The grass ain't greener on the other side
An account of career
As much as the quote implies, how many times have you said this to yourself - the minute after you change jobs, find a new partner or move to a new location? I've felt the same, a countless number of times. In times like this, you tend to mull over your past and grow a sense of deep regret.
Rest assured, I felt the same way when I changed jobs, attracted by higher pay. One year later and I was struggling to push myself out that toxic door. The grass really wasn't greener - it was spray painted green, over a musky withered yellow. In my current position too, I constantly feel the need to move - to the next bigger, better and grand concept. It sometimes helps to wonder - what if, what if this moment and space of time is the best place for you right now? That you must water your current garden, instead of looking for greener pastures?
I think partly, we can blame our human nature to always want to grow better than our competitors and exposure to social media, that we always look for the next 'best' thing, in a very short period of time.

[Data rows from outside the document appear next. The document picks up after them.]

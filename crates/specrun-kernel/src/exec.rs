//! Timeout-bounded subprocess execution.
//!
//! Runs one external command with piped stdio and a deadline, and
//! disambiguates the three terminal outcomes (normal exit, fatal signal,
//! timeout). Launch failures and unclassifiable termination states are
//! internal errors, reported as system faults rather than assertion
//! failures.

use std::io;
use std::os::unix::process::ExitStatusExt;
use std::path::PathBuf;
use std::process::{ExitStatus, Stdio};
use std::time::Duration;

use thiserror::Error;
use tokio::io::{AsyncRead, AsyncReadExt, AsyncWriteExt};
use tokio::process::Command;

/// One subprocess invocation.
#[derive(Debug, Clone)]
pub struct ExecRequest {
    /// Program and arguments; must be non-empty.
    pub argv: Vec<String>,
    /// Working directory; inherited when `None`.
    pub dir: Option<PathBuf>,
    /// Bytes fed to the child's stdin.
    pub stdin: Vec<u8>,
    /// Extra environment variables, on top of the inherited environment.
    pub env: Vec<(String, String)>,
    /// Deadline after which the child is killed.
    pub timeout: Duration,
    /// Mirror the child's stdout to this process's stdout as produced.
    pub tee_stdout: bool,
    /// Mirror the child's stderr to this process's stderr as produced.
    pub tee_stderr: bool,
}

impl ExecRequest {
    /// A request with defaults: no stdin, inherited cwd and env, no tee.
    pub fn new(argv: Vec<String>, timeout: Duration) -> Self {
        Self {
            argv,
            dir: None,
            stdin: Vec::new(),
            env: Vec::new(),
            timeout,
            tee_stdout: false,
            tee_stderr: false,
        }
    }
}

/// How the child terminated. The variants are mutually exclusive.
#[derive(Debug, Clone, Copy, PartialEq, Eq)]
pub enum ProcessStatus {
    /// Terminated normally with an exit code.
    Exited(i32),
    /// Terminated by a fatal signal before the deadline.
    Signaled(i32),
    /// Killed by the watchdog after the deadline; no exit code is
    /// meaningful.
    TimedOut,
}

/// Captured outcome of a subprocess run.
///
/// stdout and stderr are fully captured regardless of how the child
/// terminated.
#[derive(Debug)]
pub struct ProcessOutput {
    pub status: ProcessStatus,
    pub stdout: Vec<u8>,
    pub stderr: Vec<u8>,
}

/// Internal execution fault, distinct from any test outcome.
#[derive(Debug, Error)]
pub enum ExecError {
    #[error("command is empty")]
    EmptyCommand,
    #[error("failed to spawn \"{command}\": {source}")]
    Spawn {
        command: String,
        #[source]
        source: io::Error,
    },
    #[error("failed to write stdin: {0}")]
    Stdin(#[source] io::Error),
    #[error("failed to capture output: {0}")]
    Capture(#[source] io::Error),
    #[error("unrecognized process termination state")]
    UnrecognizedStatus,
}

/// Where a captured stream is mirrored while being drained.
#[derive(Debug, Clone, Copy, PartialEq, Eq)]
enum Tee {
    None,
    Stdout,
    Stderr,
}

/// Run the command to completion or deadline, capturing both streams.
#[tracing::instrument(level = "debug", skip_all, fields(command = %req.argv.join(" ")))]
pub async fn execute(req: &ExecRequest) -> Result<ProcessOutput, ExecError> {
    let (program, args) = req.argv.split_first().ok_or(ExecError::EmptyCommand)?;

    let mut cmd = Command::new(program);
    cmd.args(args)
        .stdin(Stdio::piped())
        .stdout(Stdio::piped())
        .stderr(Stdio::piped())
        .kill_on_drop(true);
    if let Some(dir) = &req.dir {
        cmd.current_dir(dir);
    }
    for (name, value) in &req.env {
        cmd.env(name, value);
    }

    let mut child = cmd.spawn().map_err(|source| ExecError::Spawn {
        command: program.clone(),
        source,
    })?;

    // Start draining both streams before touching stdin; a child that
    // fills an output pipe while blocked on stdin would deadlock us
    // otherwise.
    let stdout_task = child
        .stdout
        .take()
        .map(|r| tokio::spawn(drain(r, if req.tee_stdout { Tee::Stdout } else { Tee::None })));
    let stderr_task = child
        .stderr
        .take()
        .map(|r| tokio::spawn(drain(r, if req.tee_stderr { Tee::Stderr } else { Tee::None })));

    // Write stdin and close it so the child sees EOF.
    if let Some(mut stdin) = child.stdin.take() {
        stdin.write_all(&req.stdin).await.map_err(ExecError::Stdin)?;
    }

    // Race the child against the deadline; whichever completes first
    // decides the outcome and cancels the other.
    let status = tokio::select! {
        status = child.wait() => {
            let status = status.map_err(ExecError::Capture)?;
            classify(status)?
        }
        _ = tokio::time::sleep(req.timeout) => {
            tracing::debug!("deadline reached, killing child");
            let _ = child.start_kill();
            let _ = child.wait().await;
            ProcessStatus::TimedOut
        }
    };

    let stdout = join_drain(stdout_task).await?;
    let stderr = join_drain(stderr_task).await?;

    tracing::debug!(?status, stdout_len = stdout.len(), stderr_len = stderr.len());
    Ok(ProcessOutput {
        status,
        stdout,
        stderr,
    })
}

/// Classify a wait status into the terminal outcomes.
fn classify(status: ExitStatus) -> Result<ProcessStatus, ExecError> {
    if let Some(code) = status.code() {
        Ok(ProcessStatus::Exited(code))
    } else if let Some(signal) = status.signal() {
        Ok(ProcessStatus::Signaled(signal))
    } else {
        Err(ExecError::UnrecognizedStatus)
    }
}

/// Read a stream to EOF, optionally mirroring chunks as they arrive.
async fn drain<R: AsyncRead + Unpin>(mut reader: R, tee: Tee) -> io::Result<Vec<u8>> {
    let mut captured = Vec::new();
    let mut buf = [0u8; 8192];
    loop {
        let n = reader.read(&mut buf).await?;
        if n == 0 {
            break;
        }
        captured.extend_from_slice(&buf[..n]);
        match tee {
            Tee::None => {}
            Tee::Stdout => {
                let mut out = tokio::io::stdout();
                out.write_all(&buf[..n]).await?;
                out.flush().await?;
            }
            Tee::Stderr => {
                let mut err = tokio::io::stderr();
                err.write_all(&buf[..n]).await?;
                err.flush().await?;
            }
        }
    }
    Ok(captured)
}

async fn join_drain(
    task: Option<tokio::task::JoinHandle<io::Result<Vec<u8>>>>,
) -> Result<Vec<u8>, ExecError> {
    match task {
        None => Ok(Vec::new()),
        Some(handle) => match handle.await {
            Ok(result) => result.map_err(ExecError::Capture),
            Err(join_err) => Err(ExecError::Capture(io::Error::other(join_err))),
        },
    }
}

My current workplace is unanimously the most homeliest and warmest place I've ever spent as an employee. Our minds force us to manure to greener pastures, but forget what we already have with us.
Maybe sometimes, we should allow us to enjoy the goodness in life without being in a constant race. You are allowed to be in the moment and not worry about the future. I wonder if this is a common occurrence with younger people, who have the rest of their lives ahead of them. This year, I have tried to focus on prioritizing the smaller and less louder joys in life, and although they don't feel grander than grand accomplishments, they are enough to make me sustain with smiles. Social media and external validation really does make us want to instantly sprint our way to the finish line without stopping to consider whether we will fall down on the way, dangerously hurting ourselves.
The grass ain't greener on the other side, because you aren't a gardener. Anywhere you move to. I think that is where discipline and persistence comes into play. This is something that I have struggled with in the past few years after graduating. I wish I had a personal mentor - someone who is senior to look up to, but most of these days, I have been guiding myself along this journey, with the help of some kind friends. Watering your garden will sometimes give you instant results or at times, very slow results. Regardless, I believe we must keep watering.
Hobbies. I am not so sure whether successful people have hobbies that they pursue on the side of their careers. This year, I have (very latently) picked up my childhood hobbies once again. It truly helped that I now have more free time than I used to. This also brings me to ponder on, how hypocritical we can sometimes be. I remember when I was working a very high stress job, my coworkers and I complained that we do not have much free time. I was an avid partaker in these laments. However, after I began a new role, I have now received the 'green pasture' of free time that I longed for, but honestly, I take it for very granted. Ever since this realization, I have tried to enjoy my hobbies much more and it fuels me in slow and small steps.